You're not supposed to access other Modules setting in your Module#getConfig(). If you rely on other configuration, that CAN ONLY BE for service purposes. Ergo you'd rely on Module#getServiceConfig() and inside the factories you do have access to the ServiceManagerand access your configs with $serviceManager->get('config');. (see Sam's comment)
The loading order of the configs is by default:
/config/application.config.php, that is the initial config file; not for module configs; here is the filename pattern for the config files to load defined ('config_glob_paths' => array('config/autoload/{,*.}{global,local}.php')).
{ModuleNamespace}\Module#getConfig() (e.g.
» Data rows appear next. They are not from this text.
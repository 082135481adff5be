mod qualifier_rules;

pub use qualifier_rules::{QualifierRules, ResourceType, DEFAULT_BEST_VALUE_QUALIFIERS};
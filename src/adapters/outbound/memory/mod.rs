/// In-memory store adapter backed by a JSON fixture
mod fixture;
mod in_memory_store;

pub use fixture::{
    ComponentRecord, MeasureRecord, MetricRecord, PeriodRecord, SnapshotRecord, StoreFixture,
};
pub use in_memory_store::{InMemorySession, InMemoryStore};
Cache\Module#getConfig()), that by convention should load its /module/{ModuleNamespace}/config/module.config.php;
/config/autoload/global.php, that should not contain any module specific configs (see below);
/config/autoload/local.php, that contains environment specific settings also should not contain any module specific configs (see below); it should not versioned/deployed;
/config/autoload/{ModuleNamespaceLowerCased}.local.php (e.g. cache.local.php), that contains only the module AND environment specific settings and should not be versioned/;
For the Cache module above there can be following config files:
/module/Cache/config/module.config.php -- a complete set of module configs; loaded by Cache\Module#getConfig()
/module/Cache/config/cache.local.php.dist -- an example for /config/autoload/cache.local.php
/config/autoload/cache.local.php -- environment specific module configs
The setting ttl can be accessed from any place, where one has access to the Service Locator. For example in factory methods of Cache\Module#getServiceConfig()
class Module {
public function getConfig() {
$moduleConfig = include __DIR__ . '/config/module.config.php';
$application = $this->getApplicationSomehow(); // <-- how?
$applicationModuleConfig = $application->getConfig()['modules'][__NAMESPACE__];
$config = array_merge($moduleConfig, $applicationModuleConfig);
return $config;
}
...
public function getServiceConfig() {
try {
return array (
'factories' => array(
'Zend\Cache\Adapter\MemcachedOptions' => function ($serviceManager) {
return new MemcachedOptions(array(
'ttl' => $serviceManager->get('Config')['ttl'],
...
));
},
...
)
);
}
...
}
...
}
For futher information about how configs are managed in ZF2 see Sam's answer and blog article.